**Task objective:** Would you return, word for word, the lines of the data below from the line with "impl Default for Config" through the line with "return Ok(config);", and no others?

[Stored items]
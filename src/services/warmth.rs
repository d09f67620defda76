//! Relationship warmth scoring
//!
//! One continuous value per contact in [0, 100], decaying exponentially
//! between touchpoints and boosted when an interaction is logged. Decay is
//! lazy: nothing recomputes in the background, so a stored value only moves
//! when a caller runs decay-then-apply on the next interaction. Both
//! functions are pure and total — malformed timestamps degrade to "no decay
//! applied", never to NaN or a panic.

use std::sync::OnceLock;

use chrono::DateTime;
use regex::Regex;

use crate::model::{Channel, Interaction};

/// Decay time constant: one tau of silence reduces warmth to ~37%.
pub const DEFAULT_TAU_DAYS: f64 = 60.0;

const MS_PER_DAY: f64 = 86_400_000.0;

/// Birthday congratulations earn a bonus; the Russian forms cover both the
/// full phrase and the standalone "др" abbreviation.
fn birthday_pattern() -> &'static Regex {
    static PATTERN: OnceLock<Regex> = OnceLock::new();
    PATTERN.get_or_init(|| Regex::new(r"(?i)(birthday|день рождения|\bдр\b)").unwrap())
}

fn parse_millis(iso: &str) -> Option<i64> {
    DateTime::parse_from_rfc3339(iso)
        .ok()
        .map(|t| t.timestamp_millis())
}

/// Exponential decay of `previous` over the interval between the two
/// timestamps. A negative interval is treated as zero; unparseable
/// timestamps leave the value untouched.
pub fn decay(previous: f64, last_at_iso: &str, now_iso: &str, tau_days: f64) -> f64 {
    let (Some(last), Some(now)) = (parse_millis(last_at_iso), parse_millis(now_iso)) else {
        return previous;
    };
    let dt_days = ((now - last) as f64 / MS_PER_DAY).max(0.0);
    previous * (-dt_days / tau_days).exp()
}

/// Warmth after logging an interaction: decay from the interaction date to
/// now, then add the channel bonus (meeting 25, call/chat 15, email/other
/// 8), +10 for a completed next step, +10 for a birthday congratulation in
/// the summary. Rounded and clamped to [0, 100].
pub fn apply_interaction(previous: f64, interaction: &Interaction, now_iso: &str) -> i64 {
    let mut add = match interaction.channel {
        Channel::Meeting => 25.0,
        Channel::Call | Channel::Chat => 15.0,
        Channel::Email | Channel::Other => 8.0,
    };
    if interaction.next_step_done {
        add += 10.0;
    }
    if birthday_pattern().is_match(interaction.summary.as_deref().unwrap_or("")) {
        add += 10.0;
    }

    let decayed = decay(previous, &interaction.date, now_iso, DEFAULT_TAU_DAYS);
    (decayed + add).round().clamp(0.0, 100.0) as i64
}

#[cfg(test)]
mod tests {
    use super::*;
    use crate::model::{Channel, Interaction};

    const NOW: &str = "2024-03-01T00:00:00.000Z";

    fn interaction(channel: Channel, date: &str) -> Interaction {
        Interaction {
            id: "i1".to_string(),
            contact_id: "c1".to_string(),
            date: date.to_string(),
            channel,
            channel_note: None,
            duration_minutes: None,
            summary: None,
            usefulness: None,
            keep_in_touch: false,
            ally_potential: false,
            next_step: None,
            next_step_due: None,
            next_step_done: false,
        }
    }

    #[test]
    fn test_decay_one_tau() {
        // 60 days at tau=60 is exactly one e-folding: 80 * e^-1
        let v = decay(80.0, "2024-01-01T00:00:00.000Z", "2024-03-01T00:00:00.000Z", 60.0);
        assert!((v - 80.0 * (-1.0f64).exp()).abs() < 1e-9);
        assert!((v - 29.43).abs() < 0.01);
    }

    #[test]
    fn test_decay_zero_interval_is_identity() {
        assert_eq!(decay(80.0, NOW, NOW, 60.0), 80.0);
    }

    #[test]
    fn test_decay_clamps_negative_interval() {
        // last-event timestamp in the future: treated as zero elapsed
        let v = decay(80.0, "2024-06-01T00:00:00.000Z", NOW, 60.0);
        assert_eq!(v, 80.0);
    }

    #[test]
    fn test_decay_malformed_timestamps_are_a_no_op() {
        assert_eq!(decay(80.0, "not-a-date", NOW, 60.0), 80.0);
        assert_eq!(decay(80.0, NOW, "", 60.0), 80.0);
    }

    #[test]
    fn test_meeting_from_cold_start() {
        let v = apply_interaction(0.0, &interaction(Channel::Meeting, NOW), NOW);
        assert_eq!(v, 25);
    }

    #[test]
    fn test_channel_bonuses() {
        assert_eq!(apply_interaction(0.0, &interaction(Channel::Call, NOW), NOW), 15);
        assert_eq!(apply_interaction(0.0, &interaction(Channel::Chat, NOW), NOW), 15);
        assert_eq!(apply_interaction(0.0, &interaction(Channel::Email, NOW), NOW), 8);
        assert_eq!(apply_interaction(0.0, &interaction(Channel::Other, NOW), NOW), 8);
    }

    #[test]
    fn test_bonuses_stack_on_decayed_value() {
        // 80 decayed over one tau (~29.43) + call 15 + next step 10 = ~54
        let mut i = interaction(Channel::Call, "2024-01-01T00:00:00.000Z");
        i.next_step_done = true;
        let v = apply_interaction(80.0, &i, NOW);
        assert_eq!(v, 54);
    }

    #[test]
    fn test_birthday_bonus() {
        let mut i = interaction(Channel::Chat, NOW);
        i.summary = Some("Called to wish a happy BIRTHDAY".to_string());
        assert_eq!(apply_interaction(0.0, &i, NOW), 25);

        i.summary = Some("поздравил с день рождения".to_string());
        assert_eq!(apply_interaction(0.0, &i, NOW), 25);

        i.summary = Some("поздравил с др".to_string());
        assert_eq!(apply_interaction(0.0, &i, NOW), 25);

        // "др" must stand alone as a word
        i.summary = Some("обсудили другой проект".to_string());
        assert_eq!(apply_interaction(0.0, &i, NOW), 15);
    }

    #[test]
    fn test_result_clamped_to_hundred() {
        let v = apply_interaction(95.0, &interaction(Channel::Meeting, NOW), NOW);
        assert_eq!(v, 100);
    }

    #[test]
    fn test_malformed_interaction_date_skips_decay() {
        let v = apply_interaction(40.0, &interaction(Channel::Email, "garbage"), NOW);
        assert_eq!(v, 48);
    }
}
==
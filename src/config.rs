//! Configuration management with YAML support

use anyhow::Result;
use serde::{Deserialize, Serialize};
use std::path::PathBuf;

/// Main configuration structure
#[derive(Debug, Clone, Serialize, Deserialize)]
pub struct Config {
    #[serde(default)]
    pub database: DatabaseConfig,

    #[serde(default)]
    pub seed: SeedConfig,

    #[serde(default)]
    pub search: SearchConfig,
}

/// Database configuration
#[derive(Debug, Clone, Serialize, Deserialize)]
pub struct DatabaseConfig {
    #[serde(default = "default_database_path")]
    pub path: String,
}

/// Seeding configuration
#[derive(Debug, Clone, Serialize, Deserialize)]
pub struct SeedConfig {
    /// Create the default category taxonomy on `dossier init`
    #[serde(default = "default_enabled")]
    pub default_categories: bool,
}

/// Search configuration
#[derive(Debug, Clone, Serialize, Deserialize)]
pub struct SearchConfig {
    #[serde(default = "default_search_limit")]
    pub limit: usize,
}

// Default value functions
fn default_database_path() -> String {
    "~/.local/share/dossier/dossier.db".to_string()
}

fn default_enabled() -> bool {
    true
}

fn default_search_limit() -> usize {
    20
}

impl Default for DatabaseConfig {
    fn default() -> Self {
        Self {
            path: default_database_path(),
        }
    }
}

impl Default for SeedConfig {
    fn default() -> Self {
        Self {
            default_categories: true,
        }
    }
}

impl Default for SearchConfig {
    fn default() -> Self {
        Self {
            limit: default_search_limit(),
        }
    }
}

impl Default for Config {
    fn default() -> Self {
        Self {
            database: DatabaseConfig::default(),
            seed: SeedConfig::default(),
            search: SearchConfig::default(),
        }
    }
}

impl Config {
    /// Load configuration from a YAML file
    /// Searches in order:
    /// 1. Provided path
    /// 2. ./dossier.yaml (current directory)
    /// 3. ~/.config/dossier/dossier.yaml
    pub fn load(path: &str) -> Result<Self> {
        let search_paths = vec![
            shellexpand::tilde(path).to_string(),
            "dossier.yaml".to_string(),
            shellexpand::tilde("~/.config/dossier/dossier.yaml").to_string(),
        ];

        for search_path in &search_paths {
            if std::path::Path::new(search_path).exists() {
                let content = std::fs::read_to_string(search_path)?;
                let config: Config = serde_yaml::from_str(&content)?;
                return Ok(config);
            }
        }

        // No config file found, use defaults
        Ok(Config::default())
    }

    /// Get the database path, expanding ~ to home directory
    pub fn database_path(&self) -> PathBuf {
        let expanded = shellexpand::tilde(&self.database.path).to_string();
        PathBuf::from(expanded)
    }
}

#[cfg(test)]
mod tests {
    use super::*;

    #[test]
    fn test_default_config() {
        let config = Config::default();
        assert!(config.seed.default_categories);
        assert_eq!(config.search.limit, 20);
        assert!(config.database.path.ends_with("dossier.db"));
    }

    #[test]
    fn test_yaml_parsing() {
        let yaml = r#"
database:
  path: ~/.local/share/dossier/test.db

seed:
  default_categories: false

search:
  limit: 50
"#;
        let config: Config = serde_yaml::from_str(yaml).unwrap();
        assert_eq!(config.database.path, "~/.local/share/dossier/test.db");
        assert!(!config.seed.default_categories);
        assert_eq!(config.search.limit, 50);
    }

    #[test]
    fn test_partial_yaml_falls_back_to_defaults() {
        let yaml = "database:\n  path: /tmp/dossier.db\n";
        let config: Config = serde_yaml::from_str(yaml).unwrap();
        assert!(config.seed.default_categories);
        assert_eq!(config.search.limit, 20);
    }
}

**Response area:**
impl Default for Config {
    fn default() -> Self {
        Self {
            database: DatabaseConfig::default(),
            seed: SeedConfig::default(),
            search: SearchConfig::default(),
        }
    }
}

impl Config {
    /// Load configuration from a YAML file
    /// Searches in order:
    /// 1. Provided path
    /// 2. ./dossier.yaml (current directory)
    /// 3. ~/.config/dossier/dossier.yaml
    pub fn load(path: &str) -> Result<Self> {
        let search_paths = vec![
            shellexpand::tilde(path).to_string(),
            "dossier.yaml".to_string(),
            shellexpand::tilde("~/.config/dossier/dossier.yaml").to_string(),
        ];

        for search_path in &search_paths {
            if std::path::Path::new(search_path).exists() {
                let content = std::fs::read_to_string(search_path)?;
                let config: Config = serde_yaml::from_str(&content)?;
                return Ok(config);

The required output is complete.